Ma un caldo pomeriggio, indimenticabile, mio padre mi disse di vestirmi di fretta. Doveva portarmi a vedere le Olimpiadi. Non si pagava nulla, e questo aveva un bel peso, allora, per tanta gente come noi. C’era la 50 km. di marcia, e un italiano, Abdon Pamich, era tra i favoriti. Fu, per me, quel giorno, il giorno della scoperta improvvisa dello Sport, quello vero, con la “S” maiuscola.

Non mi aspettavo tutta quella folla così interessata, ma nello stesso tempo corretta e ordinata, lungo le strade del percorso. E poi mi aspettavo dei super-atleti. Non era così.

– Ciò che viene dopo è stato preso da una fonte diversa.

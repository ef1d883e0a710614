//! Encoding and decoding helpers between domain types and the plain-text
//! representations stored in SQLite columns.
//!
//! Timestamps are written as fixed-width RFC 3339 UTC strings. Older rows
//! may hold naive `YYYY-MM-DD HH:MM:SS[.ffffff]` values; those are read as
//! UTC.

use chrono::{DateTime, NaiveDateTime, SecondsFormat, Utc};
use reqdesk_core::{
  request::{Priority, Request, Status},
  user::User,
};

use crate::{Error, Result};

// ─── DateTime<Utc> ───────────────────────────────────────────────────────────

pub fn encode_dt(dt: DateTime<Utc>) -> String { dt.to_rfc3339_opts(SecondsFormat::Micros, true) }

pub fn decode_dt(s: &str) -> Result<DateTime<Utc>> {
  if let Ok(dt) = DateTime::parse_from_rfc3339(s) {
    return Ok(dt.with_timezone(&Utc));
  }
  ["%Y-%m-%d %H:%M:%S%.f", "%Y-%m-%dT%H:%M:%S%.f"]
    .iter()
    .find_map(|fmt| NaiveDateTime::parse_from_str(s, fmt).ok())
    .map(|naive| naive.and_utc())
    .ok_or_else(|| Error::DateParse(format!("unrecognised timestamp: {s:?}")))
}

fn decode_opt_dt(s: Option<String>) -> Result<Option<DateTime<Utc>>> {
  s.as_deref().map(decode_dt).transpose()
}

// ─── Enums ───────────────────────────────────────────────────────────────────

pub fn decode_status(s: &str) -> Result<Status> {
  s.parse().map_err(|e: reqdesk_core::request::ValidationError| Error::Decode {
    column:  "status",
    message: e.to_string(),
  })
}

pub fn decode_priority(s: &str) -> Result<Priority> {
  s.parse().map_err(|e: reqdesk_core::request::ValidationError| Error::Decode {
    column:  "priority",
    message: e.to_string(),
  })
}

// ─── Row types ───────────────────────────────────────────────────────────────

pub const USER_COLUMNS: &str = "id, telegram_id, username, is_admin, created_at";

/// Raw values read directly from a `users` row.
pub struct RawUser {
  pub id:          i64,
  pub telegram_id: i64,
  pub username:    Option<String>,
  pub is_admin:    bool,
  pub created_at:  String,
}

impl RawUser {
  pub fn from_row(row: &rusqlite::Row<'_>) -> rusqlite::Result<Self> {
    Ok(Self {
      id:          row.get(0)?,
      telegram_id: row.get(1)?,
      username:    row.get(2)?,
      is_admin:    row.get(3)?,
      created_at:  row.get(4)?,
    })
  }

  pub fn into_user(self) -> Result<User> {
    Ok(User {
      user_id:     self.id,
      external_id: self.telegram_id,
      handle:      self.username,
      is_admin:    self.is_admin,
      created_at:  decode_dt(&self.created_at)?,
    })
  }
}

pub const REQUEST_COLUMNS: &str = "id, user_id, equipment_name, quantity, description,
  priority, status, created_at, updated_at, completed_at, deleted_at, is_deleted,
  notes, estimated_completion, completed_by_id, cancelled_by_id";

/// Raw values read directly from a `requests` row.
pub struct RawRequest {
  pub id:                   i64,
  pub user_id:              i64,
  pub equipment_name:       String,
  pub quantity:             i64,
  pub description:          String,
  pub priority:             String,
  pub status:               String,
  pub created_at:           String,
  pub updated_at:           String,
  pub completed_at:         Option<String>,
  pub deleted_at:           Option<String>,
  pub is_deleted:           bool,
  pub notes:                Option<String>,
  pub estimated_completion: Option<String>,
  pub completed_by_id:      Option<i64>,
  pub cancelled_by_id:      Option<i64>,
}

impl RawRequest {
  pub fn from_row(row: &rusqlite::Row<'_>) -> rusqlite::Result<Self> {
    Ok(Self {
      id:                   row.get(0)?,
      user_id:              row.get(1)?,
      equipment_name:       row.get(2)?,
      quantity:             row.get(3)?,
      description:          row.get(4)?,
      priority:             row.get(5)?,
      status:               row.get(6)?,
      created_at:           row.get(7)?,
      updated_at:           row.get(8)?,
      completed_at:         row.get(9)?,
      deleted_at:           row.get(10)?,
      is_deleted:           row.get(11)?,
      notes:                row.get(12)?,
      estimated_completion: row.get(13)?,
      completed_by_id:      row.get(14)?,
      cancelled_by_id:      row.get(15)?,
    })
  }

  pub fn into_request(self) -> Result<Request> {
    Ok(Request {
      request_id:           self.id,
      creator_id:           self.user_id,
      equipment_name:       self.equipment_name,
      quantity:             self.quantity,
      description:          self.description,
      priority:             decode_priority(&self.priority)?,
      notes:                self.notes,
      status:               decode_status(&self.status)?,
      created_at:           decode_dt(&self.created_at)?,
      updated_at:           decode_dt(&self.updated_at)?,
      completed_at:         decode_opt_dt(self.completed_at)?,
      estimated_completion: decode_opt_dt(self.estimated_completion)?,
      completed_by:         self.completed_by_id,
      cancelled_by:         self.cancelled_by_id,
      is_deleted:           self.is_deleted,
      deleted_at:           decode_opt_dt(self.deleted_at)?,
    })
  }
}

#[cfg(test)]
mod tests {
  use chrono::{TimeZone, Timelike};

  use super::*;

  #[test]
  fn encoded_timestamps_sort_chronologically() {
    let a = Utc.with_ymd_and_hms(2024, 1, 1, 9, 0, 0).unwrap();
    let b = a.with_nanosecond(500_000_000).unwrap();
    assert!(encode_dt(a) < encode_dt(b));
    assert_eq!(encode_dt(a), "2024-01-01T09:00:00.000000Z");
  }

  #[test]
  fn decode_accepts_rfc3339_and_naive() {
    let expected = Utc.with_ymd_and_hms(2024, 3, 5, 14, 30, 0).unwrap();
    assert_eq!(decode_dt("2024-03-05T14:30:00.000000Z").unwrap(), expected);
    assert_eq!(decode_dt("2024-03-05T16:30:00+02:00").unwrap(), expected);
    assert_eq!(decode_dt("2024-03-05 14:30:00").unwrap(), expected);
    assert_eq!(decode_dt("2024-03-05 14:30:00.000000").unwrap(), expected);
    assert!(decode_dt("yesterday").is_err());
  }
}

A pochi km. dall’arrivo allo Stadio Olimpico, dove noi trovammo un sufficiente pertugio per osservare, passarono, appaiati ed affiancati dalle moto Guzzi di servizio della polizia stradale, i due uomini al comando della gara: due affusolati e umanissimi personaggi, caracollanti e intristiti da una smorfia di sofferenza, zuppi di sudore e di acqua miserevolmente lanciata dagli spettatori o acciuffata con le spugne nei punti di ristoro.

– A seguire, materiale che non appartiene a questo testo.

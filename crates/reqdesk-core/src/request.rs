//! Request types. A request is one equipment requisition tracked through its lifecycle.
//!
//! A request is created by an administrator and mutated only through the
//! transitions in [`crate::lifecycle`]. Completed and cancelled requests are
//! destroyed outright, either on demand or by the retention sweep.

use std::{fmt, str::FromStr};

use chrono::{DateTime, Utc};
use serde::{Deserialize, Serialize};
use thiserror::Error;

use crate::user::UserId;

/// Store-assigned, monotonically increasing request id.
pub type RequestId = i64;

// ─── Status ──────────────────────────────────────────────────────────────────

/// The state machine's discriminant.
#[derive(Debug, Clone, Copy, PartialEq, Eq, Hash, Serialize, Deserialize)]
#[serde(rename_all = "snake_case")]
pub enum Status {
  New,
  InProgress,
  Completed,
  Cancelled,
}

impl Status {
  pub const ACTIVE: [Status; 2] = [Status::New, Status::InProgress];

  pub fn as_str(self) -> &'static str {
    match self {
      Self::New => "new",
      Self::InProgress => "in_progress",
      Self::Completed => "completed",
      Self::Cancelled => "cancelled",
    }
  }
}

impl fmt::Display for Status {
  fn fmt(&self, f: &mut fmt::Formatter<'_>) -> fmt::Result {
    f.write_str(self.as_str())
  }
}

impl FromStr for Status {
  type Err = ValidationError;

  fn from_str(s: &str) -> Result<Self, Self::Err> {
    match s {
      "new" => Ok(Self::New),
      "in_progress" => Ok(Self::InProgress),
      "completed" => Ok(Self::Completed),
      "cancelled" => Ok(Self::Cancelled),
      other => Err(ValidationError::UnknownStatus(other.to_owned())),
    }
  }
}

// ─── Priority ────────────────────────────────────────────────────────────────

#[derive(Debug, Clone, Copy, PartialEq, Eq, Hash, Serialize, Deserialize)]
#[serde(rename_all = "lowercase")]
pub enum Priority {
  High,
  Medium,
  Low,
}

impl Priority {
  pub const ALL: [Priority; 3] = [Priority::High, Priority::Medium, Priority::Low];

  pub fn as_str(self) -> &'static str {
    match self {
      Self::High => "high",
      Self::Medium => "medium",
      Self::Low => "low",
    }
  }
}

impl fmt::Display for Priority {
  fn fmt(&self, f: &mut fmt::Formatter<'_>) -> fmt::Result {
    f.write_str(self.as_str())
  }
}

/// Case-insensitive; surrounding whitespace is ignored.
impl FromStr for Priority {
  type Err = ValidationError;

  fn from_str(s: &str) -> Result<Self, Self::Err> {
    let trimmed = s.trim();
    Self::ALL
      .into_iter()
      .find(|p| p.as_str().eq_ignore_ascii_case(trimmed))
      .ok_or_else(|| ValidationError::UnknownPriority(trimmed.to_owned()))
  }
}

// ─── Validation ──────────────────────────────────────────────────────────────

#[derive(Debug, Clone, PartialEq, Eq, Error)]
pub enum ValidationError {
  #[error("{0} must not be blank")]
  BlankField(&'static str),

  #[error("quantity must be a positive integer, got {0}")]
  NonPositiveQuantity(i64),

  #[error("quantity is not a number: {0:?}")]
  QuantityNotANumber(String),

  #[error("unknown priority: {0:?}")]
  UnknownPriority(String),

  #[error("unknown status: {0:?}")]
  UnknownStatus(String),

  #[error("commands cannot be used as field values: {0:?}")]
  CommandInput(String),
}

// ─── Request ─────────────────────────────────────────────────────────────────

#[derive(Debug, Clone, PartialEq, Eq, Serialize, Deserialize)]
pub struct Request {
  pub request_id:           RequestId,
  pub creator_id:           UserId,
  pub equipment_name:       String,
  pub quantity:             i64,
  pub description:          String,
  pub priority:             Priority,
  pub notes:                Option<String>,
  pub status:               Status,
  pub created_at:           DateTime<Utc>,
  pub updated_at:           DateTime<Utc>,
  /// Set only on transition into [`Status::Completed`].
  pub completed_at:         Option<DateTime<Utc>>,
  pub estimated_completion: Option<DateTime<Utc>>,
  pub completed_by:         Option<UserId>,
  pub cancelled_by:         Option<UserId>,
  /// Soft-delete marker. No transition sets it; listings skip flagged rows.
  pub is_deleted:           bool,
  pub deleted_at:           Option<DateTime<Utc>>,
}

/// The fields collected by the creation dialogue; everything else about a
/// [`Request`] is assigned by the engine and the store.
#[derive(Debug, Clone, PartialEq, Eq, Serialize, Deserialize)]
pub struct NewRequest {
  pub equipment_name: String,
  pub quantity:       i64,
  pub description:    String,
  pub priority:       Priority,
  #[serde(default)]
  pub notes:          Option<String>,
}

impl NewRequest {
  pub fn new(
    equipment_name: impl Into<String>,
    quantity: i64,
    description: impl Into<String>,
    priority: Priority,
  ) -> Self {
    Self {
      equipment_name: equipment_name.into(),
      quantity,
      description: description.into(),
      priority,
      notes: None,
    }
  }

  pub fn validate(&self) -> Result<(), ValidationError> {
    if self.equipment_name.trim().is_empty() {
      return Err(ValidationError::BlankField("equipment name"));
    }
    if self.quantity <= 0 {
      return Err(ValidationError::NonPositiveQuantity(self.quantity));
    }
    if self.description.trim().is_empty() {
      return Err(ValidationError::BlankField("description"));
    }
    Ok(())
  }
}

/// Parse a quantity as typed by a user: a positive integer.
pub fn parse_quantity(input: &str) -> Result<i64, ValidationError> {
  let trimmed = input.trim();
  let quantity: i64 = trimmed
    .parse()
    .map_err(|_| ValidationError::QuantityNotANumber(trimmed.to_owned()))?;
  if quantity <= 0 {
    return Err(ValidationError::NonPositiveQuantity(quantity));
  }
  Ok(quantity)
}

#[cfg(test)]
mod tests {
  use super::*;

  #[test]
  fn priority_parses_case_insensitively() {
    assert_eq!("HIGH".parse::<Priority>().unwrap(), Priority::High);
    assert_eq!(" medium ".parse::<Priority>().unwrap(), Priority::Medium);
    assert_eq!("Low".parse::<Priority>().unwrap(), Priority::Low);
    assert!(matches!(
      "urgent".parse::<Priority>(),
      Err(ValidationError::UnknownPriority(p)) if p == "urgent"
    ));
  }

  #[test]
  fn status_text_matches_storage_form() {
    for status in [Status::New, Status::InProgress, Status::Completed, Status::Cancelled] {
      assert_eq!(status.as_str().parse::<Status>().unwrap(), status);
    }
    assert!("archived".parse::<Status>().is_err());
  }

  #[test]
  fn validate_rejects_blank_and_non_positive() {
    let ok = NewRequest::new("Drill", 2, "for site B", Priority::High);
    assert!(ok.validate().is_ok());

    let blank = NewRequest::new("  ", 2, "for site B", Priority::High);
    assert_eq!(blank.validate(), Err(ValidationError::BlankField("equipment name")));

    let zero = NewRequest::new("Drill", 0, "for site B", Priority::High);
    assert_eq!(zero.validate(), Err(ValidationError::NonPositiveQuantity(0)));

    let no_desc = NewRequest::new("Drill", 1, "", Priority::Low);
    assert_eq!(no_desc.validate(), Err(ValidationError::BlankField("description")));
  }

  #[test]
  fn parse_quantity_distinguishes_failures() {
    assert_eq!(parse_quantity(" 5 "), Ok(5));
    assert_eq!(parse_quantity("-3"), Err(ValidationError::NonPositiveQuantity(-3)));
    assert!(matches!(parse_quantity("five"), Err(ValidationError::QuantityNotANumber(_))));
  }
}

Era un testa-a-testa emozionante dopo parecchie ore di lotta e fatica.

Don Thompson in the 50km walk at the 1960 Olympics in Rome(Don Thompson, 1933-2006)

Erano i due, ci dissero, il britannico occhialuto Don Thompson, numero 39, che avrebbe poi vinto per poche decine di metri, e il pluridecorato svedese Ljunggren, numero 24, che aveva all’epoca 41 anni ma che ai miei occhi pareva allora già più vecchio di mio nonno.

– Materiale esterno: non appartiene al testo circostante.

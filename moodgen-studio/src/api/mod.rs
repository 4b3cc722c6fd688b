//! HTTP API handlers for moodgen-studio

pub mod enhance;
pub mod files;
pub mod generate;
pub mod health;
pub mod ui;

pub use enhance::enhance_routes;
pub use files::file_routes;
pub use generate::generate_routes;
pub use health::health_routes;
pub use ui::ui_routes;

use crate::{ApiError, ApiResult, AppState};
use axum::extract::rejection::JsonRejection;
use axum::Json;

/// Unwrap a JSON body, turning malformed input into a 400
pub(crate) fn json_body<T>(payload: Result<Json<T>, JsonRejection>) -> ApiResult<T> {
    payload
        .map(|Json(body)| body)
        .map_err(|rejection| ApiError::BadRequest(rejection.body_text()))
}

/// Required, non-blank string field
pub(crate) fn required_field(value: Option<String>, message: &str) -> ApiResult<String> {
    match value {
        Some(v) if !v.trim().is_empty() => Ok(v.trim().to_string()),
        _ => Err(ApiError::BadRequest(message.to_string())),
    }
}

/// Record server-side failures in `last_error` before returning them
pub(crate) async fn recorded<T>(state: &AppState, result: ApiResult<T>) -> ApiResult<T> {
    if let Err(err) = &result {
        state.record_error(err).await;
    }
    result
}

/// Playback URL for a stored file
pub fn audio_url(identifier: &str) -> String {
    format!("/audio/{}", identifier)
}

/// Download URL for a stored file
pub fn download_url(identifier: &str) -> String {
    format!("/download/{}", identifier)
}

#[cfg(test)]
mod tests {
    use super::*;

    #[test]
    fn test_required_field() {
        assert_eq!(required_field(Some("  calm piano ".into()), "missing").unwrap(), "calm piano");
        assert!(matches!(required_field(Some("   ".into()), "missing"), Err(ApiError::BadRequest(_))));
        assert!(matches!(required_field(None, "missing"), Err(ApiError::BadRequest(m)) if m == "missing"));
    }

    #[test]
    fn test_urls() {
        assert_eq!(audio_url("generated_0a1b2c3d.wav"), "/audio/generated_0a1b2c3d.wav");
        assert_eq!(download_url("generated_0a1b2c3d.wav"), "/download/generated_0a1b2c3d.wav");
    }
}
//! Health check endpoint

use axum::{extract::State, routing::get, Json, Router};
use chrono::Utc;
use serde::Serialize;

use crate::services::ModelState;
use crate::AppState;

/// Health check response
#[derive(Debug, Serialize)]
pub struct HealthResponse {
    /// "ok", or "degraded" when the music model failed to load
    pub status: String,
    /// Module name ("moodgen-studio")
    pub module: String,
    /// Crate version from Cargo.toml
    pub version: String,
    /// Seconds since service started
    pub uptime_seconds: u64,
    /// "loading", "ready" or "failed"
    pub model_state: String,
    /// Last error message if any (for diagnostics)
    #[serde(skip_serializing_if = "Option::is_none")]
    pub last_error: Option<String>,
}

/// GET /health
pub async fn health_check(State(state): State<AppState>) -> Json<HealthResponse> {
    let uptime = Utc::now().signed_duration_since(state.startup_time);
    let uptime_seconds = uptime.num_seconds().max(0) as u64;

    let model_state = state.model_gate.state();
    let mut last_error = state.last_error.read().await.clone();
    let status = match &model_state {
        ModelState::Failed(reason) => {
            last_error.get_or_insert_with(|| format!("Music model failed to load: {}", reason));
            "degraded"
        }
        _ => "ok",
    };

    Json(HealthResponse {
        status: status.to_string(),
        module: "moodgen-studio".to_string(),
        version: env!("CARGO_PKG_VERSION").to_string(),
        uptime_seconds,
        model_state: model_state.label().to_string(),
        last_error,
    })
}

/// Build health check routes
pub fn health_routes() -> Router<AppState> {
    Router::new().route("/health", get(health_check))
}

Poi un fremito: a meno di cento secondi dai due di testa avanzava ondeggiando davanti ai nostri occhi la sagoma del numero 38: era il nostro Abdon Pamich, più elegante dei primi due ma ingobbito nello sforzo di una impossibile, troppo tardiva, rimonta.

“Papà, ma Pamich non è italiano, ha un nome strano, perché? … Dai Pamich, dai, pedalaaa!”.

Quali Olimpiadi 8(John Arthur Ljunggren, 1919-2000)

Quei tre corridori, anzi marciatori, provenienti da mezza Europa (ma non era così importante da dove), e anche tutti gli altri che seguirono, portavano sulle strade di Roma il loro smisurato cuore, trascinando una fatica lunga ben cinquanta chilometri, immensa e impensabile in corpi tanto esasperatamente asciutti e ossuti.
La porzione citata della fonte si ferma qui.